Knowledge, insight and wisdom are all valuable capital in the world today. Organisations that know how to develop thought leaders and thought leadership content have a huge advantage. Thought leadership matters for marketing and credibility and it shows that you have smart people who care working in your organisation.
One of the questions we tried to tackle was: How can you as a human being leave something behind that matters to other people?
Leaving behind thoughts and ideas that matter to others is part of being a thought leader. These days the web and social media connect people and ideas on a larger scale. This makes sharing our thoughts even more interesting and means we are constantly influenced by other people's ideas. If you would like to share your ideas and thoughts you need to find a way to do it, and many of us have a limited amount of time to spend on writing and preparing articles. How can you share your ideas effectively so the end result is worth reading?

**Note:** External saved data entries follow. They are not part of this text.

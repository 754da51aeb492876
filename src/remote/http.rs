//! Move authority reached over JSON/HTTP.

use std::time::Duration;

use log::debug;
use reqwest::blocking::{Client, RequestBuilder};
use serde::de::DeserializeOwned;
use shakmaty::Square;

use super::MoveAuthority;
use super::wire::{DepthBody, ErrorBody, GameBody, LegalMovesBody, MoveBody, NewGameBody};
use crate::domain::{GameUpdate, LegalMove, PieceColor, PromotionPiece};
use crate::error::ClientError;

pub struct HttpAuthority {
    client: Client,
    base_url: String,
}

impl HttpAuthority {
    pub fn new(base_url: &str, timeout: Duration) -> Result<Self, ClientError> {
        let client = Client::builder()
            .user_agent("chess-client/0.1")
            .timeout(timeout)
            .build()
            .map_err(|e| ClientError::RemoteUnavailable(format!("http client: {}", e)))?;
        Ok(Self {
            client,
            base_url: base_url.trim_end_matches('/').to_string(),
        })
    }

    fn url(&self, path: &str) -> String {
        format!("{}/{}", self.base_url, path)
    }

    /// Send a request and decode the body, mapping HTTP errors to `RemoteRejected`
    fn send<T: DeserializeOwned>(&self, request: RequestBuilder) -> Result<T, ClientError> {
        let response = request
            .send()
            .map_err(|e| ClientError::RemoteUnavailable(e.to_string()))?;
        let status = response.status();
        debug!("authority replied {}", status);

        if status.is_client_error() {
            let detail = response
                .json::<ErrorBody>()
                .map(|body| body.detail)
                .unwrap_or_else(|_| status.to_string());
            return Err(ClientError::RemoteRejected(detail));
        }
        if !status.is_success() {
            return Err(ClientError::RemoteUnavailable(status.to_string()));
        }

        response
            .json::<T>()
            .map_err(|e| ClientError::MalformedResponse(e.to_string()))
    }
}

impl MoveAuthority for HttpAuthority {
    fn new_game(&mut self, player: PieceColor, depth: u32) -> Result<GameUpdate, ClientError> {
        let body = NewGameBody {
            player_white: player.is_white(),
            depth,
        };
        let reply: GameBody = self.send(self.client.post(self.url("newgame")).json(&body))?;
        reply.into_update()
    }

    fn legal_moves(&mut self, from: Square) -> Result<Vec<LegalMove>, ClientError> {
        let request = self
            .client
            .get(self.url("legal_moves"))
            .query(&[("from_square", from.to_string())]);
        let reply: LegalMovesBody = self.send(request)?;
        reply.into_moves()
    }

    fn submit_move(
        &mut self,
        from: Square,
        to: Square,
        promotion: Option<PromotionPiece>,
    ) -> Result<GameUpdate, ClientError> {
        let body = MoveBody {
            from_square: from.to_string(),
            to_square: to.to_string(),
            promotion: promotion.map(|p| p.letter().to_string()),
        };
        let reply: GameBody = self.send(self.client.post(self.url("move")).json(&body))?;
        reply.into_update()
    }

    fn bot_move(&mut self, depth: u32) -> Result<GameUpdate, ClientError> {
        let body = DepthBody { depth };
        let reply: GameBody = self.send(self.client.post(self.url("bot_move")).json(&body))?;
        reply.into_update()
    }
}
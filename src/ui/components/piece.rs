//! Piece rendering component.

use crate::domain::{Piece, PieceColor, PieceKind};
use gpui::{div, img, prelude::*, px};

/// Asset path of a piece's SVG
pub fn piece_svg_path(piece: Piece) -> &'static str {
    match (piece.kind, piece.color) {
        (PieceKind::Pawn, PieceColor::White) => "assets/pawn-white.svg",
        (PieceKind::Pawn, PieceColor::Black) => "assets/pawn-black.svg",
        (PieceKind::Rook, PieceColor::White) => "assets/rook-white.svg",
        (PieceKind::Rook, PieceColor::Black) => "assets/rook-black.svg",
        (PieceKind::Knight, PieceColor::White) => "assets/knight-white.svg",
        (PieceKind::Knight, PieceColor::Black) => "assets/knight-black.svg",
        (PieceKind::Bishop, PieceColor::White) => "assets/bishop-white.svg",
        (PieceKind::Bishop, PieceColor::Black) => "assets/bishop-black.svg",
        (PieceKind::Queen, PieceColor::White) => "assets/queen-white.svg",
        (PieceKind::Queen, PieceColor::Black) => "assets/queen-black.svg",
        (PieceKind::King, PieceColor::White) => "assets/king-white.svg",
        (PieceKind::King, PieceColor::Black) => "assets/king-black.svg",
    }
}

/// Render a chess piece centered in its container
pub fn render_piece(piece: Piece, piece_size: f32) -> impl IntoElement {
    div()
        .size_full()
        .flex()
        .items_center()
        .justify_center()
        .child(img(piece_svg_path(piece)).size(px(piece_size)))
}
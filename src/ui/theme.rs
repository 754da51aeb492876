//! Theme constants and colors for the chess UI.

use gpui::{Rgba, rgb};

// Layout constants
pub const BOARD_PADDING: f32 = 20.0;
pub const PIECE_SCALE: f32 = 0.98; // piece size relative to square
pub const TARGET_DOT_SCALE: f32 = 0.3;

// Initial panel sizes
pub const INITIAL_LEFT_PANEL: f32 = 560.0;
pub const INITIAL_RIGHT_PANEL: f32 = 300.0;

// Board colors
pub const LIGHT_SQUARE: u32 = 0xEFD9B5;
pub const DARK_SQUARE: u32 = 0xB48764;
pub const SELECTED_SQUARE: u32 = 0xD6C35A;
pub const CHECK_SQUARE: u32 = 0xE0605A;
pub const TARGET_MARK: u32 = 0x3F5F3A;
pub const PROMOTION_MARK: u32 = 0x7A4FB0;

// Panel colors
pub const PANEL_BG: u32 = 0x2a2a2a;
pub const STATUS_BG: u32 = 0x1e1e1e;
pub const BORDER_COLOR: u32 = 0x4a4a4a;
pub const TEXT_PRIMARY: u32 = 0xffffff;
pub const TEXT_SECONDARY: u32 = 0x888888;
pub const TEXT_ALERT: u32 = 0xf87171;
pub const TEXT_GOOD: u32 = 0x4ade80;
pub const OVERLAY_BG: u32 = 0x000000aa; // rgba

/// Get the color for a board square based on its display position
pub fn square_color(row: usize, col: usize) -> Rgba {
    if (row + col) % 2 == 0 {
        rgb(LIGHT_SQUARE)
    } else {
        rgb(DARK_SQUARE)
    }
}
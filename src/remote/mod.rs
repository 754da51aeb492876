//! Move authority adapters.
//!
//! The authority validates moves, lists legal destinations and plays the
//! bot's side. It is reached either over HTTP or in-process, and always from
//! the background worker thread so the UI loop never blocks.

mod http;
mod local;
mod wire;
mod worker;

pub use http::HttpAuthority;
pub use local::LocalAuthority;
pub use worker::RemoteWorker;

use std::time::Duration;

use shakmaty::Square;

use crate::config::ClientConfig;
use crate::domain::{GameUpdate, LegalMove, PieceColor, PromotionPiece, RemoteCall, RemoteResponse};
use crate::error::ClientError;

/// Request/response contract of the move authority
pub trait MoveAuthority: Send {
    fn new_game(&mut self, player: PieceColor, depth: u32) -> Result<GameUpdate, ClientError>;

    fn legal_moves(&mut self, from: Square) -> Result<Vec<LegalMove>, ClientError>;

    fn submit_move(
        &mut self,
        from: Square,
        to: Square,
        promotion: Option<PromotionPiece>,
    ) -> Result<GameUpdate, ClientError>;

    fn bot_move(&mut self, depth: u32) -> Result<GameUpdate, ClientError>;

    /// Dispatch a call to the matching operation
    fn execute(&mut self, call: &RemoteCall) -> Result<RemoteResponse, ClientError> {
        match *call {
            RemoteCall::NewGame { player, depth } => {
                self.new_game(player, depth).map(RemoteResponse::Game)
            }
            RemoteCall::LegalMoves { from } => {
                self.legal_moves(from).map(RemoteResponse::LegalMoves)
            }
            RemoteCall::SubmitMove {
                from,
                to,
                promotion,
            } => self.submit_move(from, to, promotion).map(RemoteResponse::Game),
            RemoteCall::BotMove { depth } => self.bot_move(depth).map(RemoteResponse::Game),
        }
    }
}

/// Build the authority selected by the configuration
pub fn connect(config: &ClientConfig) -> Result<Box<dyn MoveAuthority>, ClientError> {
    if config.offline {
        log::info!("playing offline against the built-in authority");
        return Ok(Box::new(LocalAuthority::new()));
    }
    log::info!("using move authority at {}", config.server_url);
    let authority = HttpAuthority::new(
        &config.server_url,
        Duration::from_secs(config.request_timeout_secs),
    )?;
    Ok(Box::new(authority))
}
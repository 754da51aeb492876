//! Applying an authoritative game state to the session.

use log::{debug, info};

use crate::domain::coords::Orientation;
use crate::domain::session::{CallKind, Feedback, Session};
use crate::domain::{GameStatus, GameUpdate};

impl Session {
    /// Overwrite board, side to move and status with the authority's view and
    /// drop every piece of transient interaction state.
    pub(crate) fn reconcile(&mut self, update: GameUpdate, cause: CallKind) {
        if let CallKind::NewGame(setup) = cause {
            self.player = setup.player;
            self.orientation = Orientation::for_player(setup.player);
            self.depth = setup.depth;
            self.started = true;
        }
        self.board = update.board;
        self.side_to_move = update.side_to_move;
        self.status = GameStatus::from_flags(update.check, update.checkmate, update.stalemate);
        self.notice = None;
        self.clear_interaction();

        self.feedback.push(match cause {
            CallKind::NewGame(_) => Feedback::GameStarted,
            CallKind::SubmitMove | CallKind::BotMove => Feedback::MoveApplied,
        });
        match self.status {
            GameStatus::Check => self.feedback.push(Feedback::Check),
            GameStatus::Checkmate | GameStatus::Stalemate => {
                info!("game over: {:?}", self.status);
                self.feedback.push(Feedback::GameOver(self.status));
            }
            GameStatus::Ongoing => {}
        }

        debug!(
            "reconciled after {:?}: {} to move, {:?}",
            cause,
            self.side_to_move.name(),
            self.status
        );
    }
}
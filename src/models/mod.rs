mod cues;
mod game;

pub use cues::{CuePlayer, cue_name};
pub use game::GameModel;
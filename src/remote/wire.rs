//! JSON bodies exchanged with the HTTP move authority.

use serde::{Deserialize, Serialize};

use crate::domain::{BoardSnapshot, GameUpdate, LegalMove, PieceColor, parse_square};
use crate::error::ClientError;

#[derive(Debug, Serialize)]
pub struct NewGameBody {
    pub player_white: bool,
    pub depth: u32,
}

#[derive(Debug, Serialize)]
pub struct MoveBody {
    pub from_square: String,
    pub to_square: String,
    #[serde(skip_serializing_if = "Option::is_none")]
    pub promotion: Option<String>,
}

#[derive(Debug, Serialize)]
pub struct DepthBody {
    pub depth: u32,
}

/// Game state as sent by the server
#[derive(Debug, Deserialize)]
pub struct GameBody {
    pub board: Vec<Vec<String>>,
    pub white_to_move: bool,
    #[serde(default)]
    pub check: bool,
    #[serde(default)]
    pub checkmate: bool,
    #[serde(default)]
    pub stalemate: bool,
    #[serde(default)]
    pub bot_needed: bool,
}

impl GameBody {
    pub fn into_update(self) -> Result<GameUpdate, ClientError> {
        Ok(GameUpdate {
            board: BoardSnapshot::from_rows(self.board)?,
            side_to_move: if self.white_to_move {
                PieceColor::White
            } else {
                PieceColor::Black
            },
            check: self.check,
            checkmate: self.checkmate,
            stalemate: self.stalemate,
            bot_needed: self.bot_needed,
        })
    }
}

#[derive(Debug, Deserialize)]
pub struct LegalMovesBody {
    pub moves: Vec<LegalMoveEntry>,
}

/// One entry per promotion piece when the move promotes
#[derive(Debug, Deserialize)]
pub struct LegalMoveEntry {
    pub to: String,
    #[serde(default)]
    pub promotion: Option<String>,
}

impl LegalMovesBody {
    pub fn into_moves(self) -> Result<Vec<LegalMove>, ClientError> {
        self.moves
            .into_iter()
            .map(|entry| {
                let to = parse_square(&entry.to).map_err(|_| {
                    ClientError::MalformedResponse(format!("bad square {:?}", entry.to))
                })?;
                Ok(LegalMove {
                    to,
                    promotion: entry.promotion.is_some(),
                })
            })
            .collect()
    }
}

/// FastAPI-style error body
#[derive(Debug, Deserialize)]
pub struct ErrorBody {
    pub detail: String,
}

#[cfg(test)]
mod tests {
    use super::*;
    use crate::domain::{MoveCache, Piece, PieceKind};
    use shakmaty::Square;

    const START_BODY: &str = r#"{
        "board": [
            ["r","n","b","q","k","b","n","r"],
            ["p","p","p","p","p","p","p","p"],
            [".",".",".",".",".",".",".","."],
            [".",".",".",".",".",".",".","."],
            [".",".",".",".","P",".",".","."],
            [".",".",".",".",".",".",".","."],
            ["P","P","P","P",".","P","P","P"],
            ["R","N","B","Q","K","B","N","R"]
        ],
        "white_to_move": false,
        "check": false,
        "checkmate": false,
        "stalemate": false,
        "bot_needed": true
    }"#;

    #[test]
    fn test_parse_move_reply() {
        let body: GameBody = serde_json::from_str(START_BODY).unwrap();
        let update = body.into_update().unwrap();
        assert_eq!(update.side_to_move, PieceColor::Black);
        assert!(update.bot_needed);
        assert_eq!(
            update.board.piece_at(Square::E4),
            Some(Piece { kind: PieceKind::Pawn, color: PieceColor::White })
        );
        assert_eq!(update.board.piece_at(Square::E2), None);
    }

    #[test]
    fn test_new_game_reply_without_bot_flag() {
        let mut value: serde_json::Value = serde_json::from_str(START_BODY).unwrap();
        value.as_object_mut().unwrap().remove("bot_needed");
        let body: GameBody = serde_json::from_value(value).unwrap();
        assert!(!body.bot_needed);
    }

    #[test]
    fn test_bad_board_is_malformed() {
        let json = r#"{"board": [["K"]], "white_to_move": true}"#;
        let body: GameBody = serde_json::from_str(json).unwrap();
        assert!(matches!(body.into_update(), Err(ClientError::MalformedResponse(_))));
    }

    #[test]
    fn test_promotion_entries_fold_into_one_destination() {
        let json = r#"{"moves": [
            {"to": "a8", "promotion": "Q"},
            {"to": "a8", "promotion": "R"},
            {"to": "a8", "promotion": "B"},
            {"to": "a8", "promotion": "N"}
        ]}"#;
        let body: LegalMovesBody = serde_json::from_str(json).unwrap();
        let mut cache = MoveCache::default();
        cache.replace(body.into_moves().unwrap());
        assert_eq!(cache.len(), 1);
        assert!(cache.get(Square::A8).unwrap().promotion);
    }

    #[test]
    fn test_plain_destinations() {
        let json = r#"{"moves": [{"to": "e3", "promotion": null}, {"to": "e4"}]}"#;
        let body: LegalMovesBody = serde_json::from_str(json).unwrap();
        let moves = body.into_moves().unwrap();
        assert_eq!(
            moves,
            vec![
                LegalMove { to: Square::E3, promotion: false },
                LegalMove { to: Square::E4, promotion: false },
            ]
        );
    }

    #[test]
    fn test_bad_destination_is_malformed() {
        let json = r#"{"moves": [{"to": "z9"}]}"#;
        let body: LegalMovesBody = serde_json::from_str(json).unwrap();
        assert!(matches!(body.into_moves(), Err(ClientError::MalformedResponse(_))));
    }

    #[test]
    fn test_move_body_omits_missing_promotion() {
        let body = MoveBody {
            from_square: "e2".into(),
            to_square: "e4".into(),
            promotion: None,
        };
        assert_eq!(
            serde_json::to_string(&body).unwrap(),
            r#"{"from_square":"e2","to_square":"e4"}"#
        );
    }
}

Another question was: What defines a thought leader? I have a few suggestions for the definition of thought leader: being credible and an expert in a particular area. A thought leader is also someone who helps us to consider a topic on a deeper level, and he or she shares their knowledge freely and widely. Most importantly, thought leadership is something I can identify when I see it.
This autumn, my favourite TV series has been The Bridge, a Swedish/Danish crime drama. In the ninth episode a new investigator says to his senior colleague: 'I'm not sure what Saga has told you about me, but I'm a great police officer.' The reply he got was: 'A great police officer doesn't have to say that they are great.' It's the same with thought leaders, if you are one you don't need to say it, others will pick up on your talents and endorse you.
One more thing we discussed was: What's the difference between too much and too little self-promotion? If you want people to know about what you do you need to share your message in different ways. How can you do this without being seen as a bragger? It's a complex question, but you need to build up credibility and you do that by being part of a discussion and sharing your knowledge. To not do any self-promotion when you have a lot of knowledge is almost a crime.
We all have different talents. Some people are good at running, others at cooking and some have the talent of sharing their knowledge and experiences. We are all different. One participant in the workshop said: 'But being good at running and cooking are not as crucial for your career as being good at sharing your knowledge.' This is true, and not everyone begins from the same starting point, and life is not always fair. Luckily we can all gain new skills and learn new things throughout our life. You can train yourself to become better at sharing your knowledge and talk about your experiences, even if you feel resistance to start with.
Leaders and great thinkers are not born, they are made - and they put in a lot of time in developing themselves.